Opinions
2021.12.02 16:05 GMT+8

Japan must reject dream of colonial do-over

Updated 2021.12.02 17:41 GMT+8
First Voice

Editor's note: CGTN's First Voice provides instant commentary on breaking stories. The daily column clarifies emerging issues and better defines the news agenda, offering a Chinese perspective on the latest global events.

Japan's rightists are unable to resist the allure of a do-over of the nation's shameful imperial-era colonialism in the Taiwan region, but its people must remember the reason for the nation's Peace Constitution.

Japan's hawkish ex-prime minister Shinzo Abe has publicly warned that Japan would take action along with its ally U.S. if Taiwan is involved with a military crisis with the Chinese mainland. 

Japan's famed Peace Constitution outlaws war as a means to settle international disputes, but Abe has made it a career-defining goal to try to reverse this limitation and bring Japan back to what rightists imagine as the country's former "glory."

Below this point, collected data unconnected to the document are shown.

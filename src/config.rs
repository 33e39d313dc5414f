//! Configuración central de la aplicación.
//! Carga variables de entorno (.env) y expone una estructura inmutable
//! (`CONFIG`) evaluada una sola vez. Los componentes la reciben por
//! referencia; nunca se muta tras la inicialización.

use once_cell::sync::Lazy;
use std::env;

/// Configuración global (extensible para más secciones).
pub struct AppConfig {
    /// Configuración del servicio remoto de resolución de nombres.
    pub lookup: LookupConfig,
}

/// Parámetros del lookup remoto.
pub struct LookupConfig {
    /// URL base de la API PUG REST.
    pub base_url: String,
    /// Timeout duro por petición, en segundos. Sin reintentos.
    pub timeout_secs: u64,
}

const DEFAULT_BASE_URL: &str = "https://pubchem.ncbi.nlm.nih.gov/rest/pug";
const DEFAULT_TIMEOUT_SECS: u64 = 15;

/// Instancia global perezosa de configuración.
pub static CONFIG: Lazy<AppConfig> = Lazy::new(|| {
    let _ = dotenvy::dotenv();
    let base_url = env::var("CHEMRESOLVE_LOOKUP_BASE_URL").unwrap_or_else(|_| DEFAULT_BASE_URL.to_string());
    let timeout_secs = env::var("CHEMRESOLVE_LOOKUP_TIMEOUT_SECS")
        .ok()
        .and_then(|v| v.parse().ok())
        .unwrap_or(DEFAULT_TIMEOUT_SECS);
    AppConfig { lookup: LookupConfig { base_url, timeout_secs } }
});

This "glory" includes ruthless mass slaughter on prisoners of war and civilians, gruesome medical experiments on prisoners, organized mass rape and the use of slave labor in countries in East and Southeast Asia.

Rightists have long tried to minimize these atrocities and rewrite history books to cover up this shameful past instead of facing their wrongdoings head-on. Some have even played victims, especially on the atomic bombings of Hiroshima and Nagasaki, totally ignoring the reason why Japan was bombed by the United States. Abe's advocacy of military involvement in the Taiwan Straits is his latest maneuver to return to the "glorious" imperial past and marks a dangerous turn with painful historical echoes.

In a speech delivered via video to a meeting of separatists on China's island of Taiwan, Abe tried to make the case that the reunification of Taiwan and the Chinese mainland amounted to an existential threat to Japan. "A Taiwan emergency is a Japan emergency," Abe said. He also noted, "it's an emergency for the U.S.-Japan alliance as well."

In another sign of rising militarism, Japan's cabinet last week approved a $7 billion package of extra defense spending.

Japan's ex-prime minister Shinzo Abe. /AP

Japan's eagerness to shed the shackles of its Peace Constitution over the Taiwan region has particularly distressing historical resonances. 

Japan colonized Taiwan from 1895 until the defeat of imperial rule in 1945, crushing armed resistance. The takeover of the Taiwan region was the first step in Japan's heartless and aggressive colonization of parts of China and Asia.

In this historical light, the current push by Japanese rightists to override the Peace Constitution to go to a potential war over the Taiwan region is particularly alarming and shows a willful blindness to the past.

However, Japan's nostalgic rightists seem stuck in the past and unaware that times have changed since 1895. At that time, China had been carved up by colonial powers who used divide and conquest tactics to set Chinese people against each other. China ruled by the Qing Dynasty then was technologically backward and economically weak. Today's China is an economic and technological powerhouse.

Abe, in his controversial remarks, warned that war across the Taiwan Straits would be "economic suicide." He was correct, but not in the way he thought.

China's economy is powerful and resilient. It does not depend on any particular trading partners to survive. China has a massive domestic market, and its biggest trading partners are not the U.S. or Japan, but Southeast Asia and the EU.

Washington's trade war against China ended up hurting Americans far more than the Chinese. Japan is even more economically dependent on China than the United States. As recent events and history show, all parties would lose in a global trade war or embargo, but it is certain that the U.S. and Japan would feel the most pain.

Japan's decision to try to define the Taiwan question as a national core interest and a reason to go to war is curious because it lacks any internal logic. If Japan fought China over Taiwan separatists, Japan would suffer economically and drag its people into a war that has no benefit for them.

The best explanation seems to be that it is not in Japan's interests to go to war over Taiwan separatists, but America's. After all, the U.S. still has military bases in Japan and serves as the senior partner in a lopsided and unpopular security alliance. If Japan were really to fight beside Taiwan separatists, it would certainly be against the will of the general public, who have nothing to gain, and at the behest of the U.S., who is desperate to slow China's rise in any way it can.

With the exception of Japan's "glory"-seeking rightists, U.S. hawks in thrall to the military-industrial complex, and traitorous demagogues seeking to advance their narrow personal interests over their nations', we can say that no one wants a war in the Taiwan Straits.

Chinese compatriots on both sides of the Taiwan Straits want eventual peaceful reunification. Those who challenge the status quo of one China by supporting the cause of Taiwan separatism with aggressive military actions and games on the edges of international organizations are the real threat to regional stability.

China has changed significantly since 1895, and its people are united and strong. The people of Japan need to ignore fanatical rightists who are either trapped in a nostalgic version of the imperial past or working for a foreign master, deeply reflect on Japan's painful history, and refrain from damaging China's sovereignty.